AT&T clashes with Justice Department over Time Warner asset sales

Gerry Smith, Scott Moritz, David McLaughlin and Sara Forden, Bloomberg News on

Published in Business News

It's not clear if AT&T would be willing to part with anything it's acquiring from Time Warner. The company has said it considers CNN a prize asset, and the company also considers properties such as the Warner Bros. studio, HBO, TNT and TBS essential, people familiar with the matter said.

Stephenson wants to pair all the programming those divisions produce with advertising and other services to create new sources of revenue.

Trump assailed the merger on the campaign trail, saying the tie-up would concentrate media power.

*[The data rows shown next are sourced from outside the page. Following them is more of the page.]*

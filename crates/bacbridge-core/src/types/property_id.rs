use super::normalize_token;
use std::fmt;

macro_rules! property_ids {
    ($($variant:ident = $code:literal => $name:literal,)+) => {
        /// BACnet property identifiers.
        ///
        /// Properties the bridge reads, writes or subscribes to are named
        /// variants; everything else is [`Proprietary`](Self::Proprietary).
        #[derive(Debug, Clone, Copy, PartialEq, Eq, Hash)]
        #[cfg_attr(feature = "serde", derive(serde::Serialize, serde::Deserialize))]
        pub enum PropertyId {
            $($variant,)+
            Proprietary(u32),
        }

        impl PropertyId {
            pub const fn to_u32(self) -> u32 {
                match self {
                    $(Self::$variant => $code,)+
                    Self::Proprietary(v) => v,
                }
            }

            pub const fn from_u32(value: u32) -> Self {
                match value {
                    $($code => Self::$variant,)+
                    v => Self::Proprietary(v),
                }
            }

            /// The camel-case identifier, e.g. `presentValue`.
            pub const fn name(self) -> Option<&'static str> {
                match self {
                    $(Self::$variant => Some($name),)+
                    Self::Proprietary(_) => None,
                }
            }

            const KNOWN: &'static [Self] = &[$(Self::$variant,)+];
        }
    };
}

property_ids! {
    ActiveText = 4 => "activeText",
    ApplicationSoftwareVersion = 12 => "applicationSoftwareVersion",
    CovIncrement = 22 => "covIncrement",
    Description = 28 => "description",
    FirmwareRevision = 44 => "firmwareRevision",
    InactiveText = 46 => "inactiveText",
    Location = 58 => "location",
    ModelName = 70 => "modelName",
    NumberOfStates = 74 => "numberOfStates",
    ObjectIdentifier = 75 => "objectIdentifier",
    ObjectList = 76 => "objectList",
    ObjectName = 77 => "objectName",
    ObjectType = 79 => "objectType",
    OutOfService = 81 => "outOfService",
    PresentValue = 85 => "presentValue",
    PriorityArray = 87 => "priorityArray",
    Reliability = 103 => "reliability",
    RelinquishDefault = 104 => "relinquishDefault",
    StateText = 110 => "stateText",
    StatusFlags = 111 => "statusFlags",
    SystemStatus = 112 => "systemStatus",
    Units = 117 => "units",
    VendorIdentifier = 120 => "vendorIdentifier",
    VendorName = 121 => "vendorName",
    SerialNumber = 372 => "serialNumber",
    IpAddress = 400 => "ipAddress",
    IpSubnetMask = 411 => "ipSubnetMask",
    BacnetIpUdpPort = 412 => "bacnetIpUdpPort",
    MacAddress = 423 => "macAddress",
}

impl PropertyId {
    /// Resolves a property identifier from text such as `presentValue`,
    /// `present-value`, `PropertyIdentifier.presentValue` or `85`.
    pub fn from_name(text: &str) -> Option<Self> {
        let tail = text.rsplit('.').next().unwrap_or(text);
        let key = normalize_token(tail);
        if key.is_empty() {
            return None;
        }
        if let Ok(code) = key.parse::<u32>() {
            return Some(Self::from_u32(code));
        }
        Self::KNOWN
            .iter()
            .copied()
            .find(|prop| prop.name().is_some_and(|name| normalize_token(name) == key))
    }
}

impl fmt::Display for PropertyId {
    fn fmt(&self, f: &mut fmt::Formatter<'_>) -> fmt::Result {
        match self.name() {
            Some(name) => f.write_str(name),
            None => write!(f, "proprietary-{}", self.to_u32()),
        }
    }
}
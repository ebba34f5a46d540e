//! Timed property access on top of a [`BacnetApp`].

use crate::app::BacnetApp;
use crate::config::BridgeConfig;
use crate::BridgeError;
use bacbridge_core::types::{ObjectId, PropertyId};
use bacbridge_core::BacnetValue;
use std::collections::HashMap;
use std::sync::atomic::{AtomicBool, Ordering};
use std::sync::Arc;
use std::time::Duration;
use tokio::time::timeout;

/// Wraps every BACnet request in a timeout and remembers when the engine
/// lacks ReadPropertyMultiple so later bulk reads go straight to single reads.
pub struct PropertyReader {
    app: Arc<dyn BacnetApp>,
    config: BridgeConfig,
    rpm_unsupported: AtomicBool,
}

impl PropertyReader {
    pub fn new(app: Arc<dyn BacnetApp>, config: BridgeConfig) -> Self {
        Self {
            app,
            config,
            rpm_unsupported: AtomicBool::new(false),
        }
    }

    pub fn app(&self) -> &Arc<dyn BacnetApp> {
        &self.app
    }

    pub fn config(&self) -> &BridgeConfig {
        &self.config
    }

    pub async fn read(
        &self,
        address: &str,
        object_id: ObjectId,
        property_id: PropertyId,
    ) -> Result<BacnetValue, BridgeError> {
        self.read_with(address, object_id, property_id, None, self.config.read_timeout())
            .await
    }

    pub async fn read_with(
        &self,
        address: &str,
        object_id: ObjectId,
        property_id: PropertyId,
        array_index: Option<u32>,
        wait: Duration,
    ) -> Result<BacnetValue, BridgeError> {
        timeout(
            wait,
            self.app
                .read_property(address, object_id, property_id, array_index),
        )
        .await?
    }

    /// Reads a single property, folding every failure into `None`.
    pub async fn read_optional(
        &self,
        address: &str,
        object_id: ObjectId,
        property_id: PropertyId,
    ) -> Option<BacnetValue> {
        match self.read(address, object_id, property_id).await {
            Ok(value) if !value.is_null() => Some(value),
            Ok(_) => None,
            Err(err) => {
                log::debug!("read {object_id} {property_id} at {address} failed: {err}");
                None
            }
        }
    }

    /// Reads several properties of one object.
    ///
    /// Uses ReadPropertyMultiple when the engine supports it and falls back
    /// to one read per property for whatever the bulk read did not return.
    /// Unreadable properties are absent from the result.
    pub async fn read_many(
        &self,
        address: &str,
        object_id: ObjectId,
        properties: &[PropertyId],
    ) -> HashMap<PropertyId, BacnetValue> {
        let mut unique: Vec<PropertyId> = Vec::with_capacity(properties.len());
        for prop in properties {
            if !unique.contains(prop) {
                unique.push(*prop);
            }
        }

        let mut result = HashMap::new();
        let mut answered = Vec::new();
        if !self.rpm_unsupported.load(Ordering::Relaxed) {
            let bulk = timeout(
                self.config.bulk_read_timeout(),
                self.app.read_property_multiple(address, object_id, &unique),
            )
            .await
            .map_err(BridgeError::from)
            .and_then(|inner| inner);
            match bulk {
                Ok(values) => {
                    for (prop, value) in values {
                        if !unique.contains(&prop) {
                            continue;
                        }
                        answered.push(prop);
                        if !value.is_null() {
                            result.insert(prop, value);
                        }
                    }
                }
                Err(err) if err.is_capability_absence() => {
                    log::debug!("read-property-multiple unavailable, using single reads: {err}");
                    self.rpm_unsupported.store(true, Ordering::Relaxed);
                }
                Err(err) => {
                    log::debug!("read-property-multiple {object_id} at {address} failed: {err}");
                }
            }
        }

        for prop in unique {
            if answered.contains(&prop) {
                continue;
            }
            if let Some(value) = self.read_optional(address, object_id, prop).await {
                result.insert(prop, value);
            }
        }
        result
    }

    pub async fn write(
        &self,
        address: &str,
        object_id: ObjectId,
        property_id: PropertyId,
        value: BacnetValue,
        priority: Option<u8>,
    ) -> Result<(), BridgeError> {
        timeout(
            self.config.write_timeout(),
            self.app
                .write_property(address, object_id, property_id, value, priority),
        )
        .await?
    }
}
use crate::types::ObjectId;
use std::fmt;

/// An owned, decoded BACnet application value as handed over by the
/// protocol layer.
#[derive(Debug, Clone, PartialEq)]
#[cfg_attr(feature = "serde", derive(serde::Serialize, serde::Deserialize))]
pub enum BacnetValue {
    Null,
    Boolean(bool),
    Unsigned(u32),
    Signed(i32),
    Real(f32),
    Double(f64),
    OctetString(Vec<u8>),
    CharacterString(String),
    BitString { unused_bits: u8, data: Vec<u8> },
    Enumerated(u32),
    ObjectId(ObjectId),
    /// A BACnet array or list (object lists, state texts, priority arrays).
    List(Vec<BacnetValue>),
}

impl BacnetValue {
    pub fn is_null(&self) -> bool {
        matches!(self, Self::Null)
    }

    /// Numeric view of the value. Character strings are parsed leniently.
    pub fn as_f64(&self) -> Option<f64> {
        match self {
            Self::Boolean(v) => Some(if *v { 1.0 } else { 0.0 }),
            Self::Unsigned(v) | Self::Enumerated(v) => Some(f64::from(*v)),
            Self::Signed(v) => Some(f64::from(*v)),
            Self::Real(v) => Some(f64::from(*v)),
            Self::Double(v) => Some(*v),
            Self::CharacterString(text) => text.trim().parse().ok(),
            _ => None,
        }
    }

    /// Non-negative integral view of the value.
    pub fn as_u32(&self) -> Option<u32> {
        match self {
            Self::Unsigned(v) | Self::Enumerated(v) => Some(*v),
            Self::Signed(v) => u32::try_from(*v).ok(),
            Self::Boolean(v) => Some(u32::from(*v)),
            Self::Real(_) | Self::Double(_) | Self::CharacterString(_) => {
                let value = self.as_f64()?;
                (value.is_finite() && value >= 0.0 && value <= f64::from(u32::MAX))
                    .then(|| value.trunc() as u32)
            }
            _ => None,
        }
    }

    pub fn as_bool(&self) -> Option<bool> {
        match self {
            Self::Boolean(v) => Some(*v),
            Self::Unsigned(v) | Self::Enumerated(v) => Some(*v != 0),
            Self::CharacterString(text) => match text.trim().to_ascii_lowercase().as_str() {
                "true" | "1" | "yes" => Some(true),
                "false" | "0" | "no" => Some(false),
                _ => None,
            },
            _ => None,
        }
    }

    /// Trimmed textual rendering, `None` for null or blank values.
    pub fn as_text(&self) -> Option<String> {
        if self.is_null() {
            return None;
        }
        let text = self.to_string();
        let trimmed = text.trim();
        (!trimmed.is_empty()).then(|| trimmed.to_string())
    }

    /// Individual bits of a bit string, most significant bit of the first
    /// octet first, with unused trailing bits removed.
    pub fn bits(&self) -> Option<Vec<bool>> {
        let Self::BitString { unused_bits, data } = self else {
            return None;
        };
        let total = (data.len() * 8).saturating_sub(usize::from(*unused_bits));
        Some(
            (0..total)
                .map(|idx| data[idx / 8] & (0x80 >> (idx % 8)) != 0)
                .collect(),
        )
    }
}

impl fmt::Display for BacnetValue {
    fn fmt(&self, f: &mut fmt::Formatter<'_>) -> fmt::Result {
        match self {
            Self::Null => Ok(()),
            Self::Boolean(v) => write!(f, "{v}"),
            Self::Unsigned(v) | Self::Enumerated(v) => write!(f, "{v}"),
            Self::Signed(v) => write!(f, "{v}"),
            Self::Real(v) => write!(f, "{v}"),
            Self::Double(v) => write!(f, "{v}"),
            Self::OctetString(bytes) => {
                for byte in bytes {
                    write!(f, "{byte:02X}")?;
                }
                Ok(())
            }
            Self::CharacterString(text) => f.write_str(text),
            Self::BitString { .. } => {
                for bit in self.bits().unwrap_or_default() {
                    f.write_str(if bit { "1" } else { "0" })?;
                }
                Ok(())
            }
            Self::ObjectId(id) => write!(f, "{id}"),
            Self::List(items) => {
                f.write_str("[")?;
                for (idx, item) in items.iter().enumerate() {
                    if idx > 0 {
                        f.write_str(", ")?;
                    }
                    write!(f, "{item}")?;
                }
                f.write_str("]")
            }
        }
    }
}

impl From<bool> for BacnetValue {
    fn from(value: bool) -> Self {
        Self::Boolean(value)
    }
}

impl From<f32> for BacnetValue {
    fn from(value: f32) -> Self {
        Self::Real(value)
    }
}

impl From<&str> for BacnetValue {
    fn from(value: &str) -> Self {
        Self::CharacterString(value.to_string())
    }
}

impl From<ObjectId> for BacnetValue {
    fn from(value: ObjectId) -> Self {
        Self::ObjectId(value)
    }
}

#[cfg(test)]
mod tests {
    use super::BacnetValue;
    use crate::types::{ObjectId, ObjectType};

    #[test]
    fn numeric_views() {
        assert_eq!(BacnetValue::Real(72.5).as_f64(), Some(72.5));
        assert_eq!(BacnetValue::CharacterString(" 3 ".into()).as_u32(), Some(3));
        assert_eq!(BacnetValue::Signed(-1).as_u32(), None);
        assert_eq!(BacnetValue::Double(2.9).as_u32(), Some(2));
        assert_eq!(BacnetValue::Null.as_f64(), None);
    }

    #[test]
    fn text_view_skips_blank_values() {
        assert_eq!(BacnetValue::CharacterString("  ".into()).as_text(), None);
        assert_eq!(BacnetValue::Null.as_text(), None);
        assert_eq!(
            BacnetValue::ObjectId(ObjectId::new(ObjectType::AnalogInput, 5)).as_text(),
            Some("analog-input,5".to_string())
        );
    }

    #[test]
    fn bit_string_bits() {
        let flags = BacnetValue::BitString {
            unused_bits: 4,
            data: vec![0b0100_0000],
        };
        assert_eq!(flags.bits(), Some(vec![false, true, false, false]));
        assert_eq!(flags.to_string(), "0100");
    }
}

That raised fears early in the process that Trump would interfere in the review. Delrahim told senators during his confirmation process that politics has no role in antitrust reviews.

Before he was nominated by Trump, Delrahim had briefly delved into the AT&T-Time Warner deal in a television interview, telling Canada's BNN in October 2016 that "from a technical standpoint, I think these folks would have an easier route toward approval than a merger of two competitors," he said.

Sen. Elizabeth Warren, a Massachusetts Democrat who delayed Delrahim's confirmation for weeks, asked the antitrust chief last month to recuse himself from the review because of those comments. In a Nov. 6 letter obtained by Bloomberg, the Justice Department said Delrahim "had no professional or personal connection with, or any nonpublic information about, the proposed merger then," and noted he told BNN there could be other antitrust issues. Ethics officials reviewed the interview and determined recusal isn't required, the department told Warren.

Delrahim's arrival at the Justice Department slowed down the merger review as he got up to speed, people familiar with the matter said last week. He's looking for ways to remedy the competitive issues posed by the combination of AT&T's vast communications network and Time Warner's media empire.

Delrahim took over the review after months of investigation by the staff attorneys and economists at the antitrust division. Until now negotiations with the companies had focused on conduct remedies, according to one of the people.


On Wednesday, Senator Brian Schatz, a Democrat from Hawaii, tweeted that the burden is on the Justice Department to show there has been no political interference in the antitrust division and that Attorney General Jeff Sessions should be open about any communications with the White House on the deal.

On the other hand, Senator Richard Blumenthal, a Connecticut Democrat, praised the Justice Department for working to uphold competition and protecting CNN's independence. "The Justice Department appears to be doing its job," he said in a statement.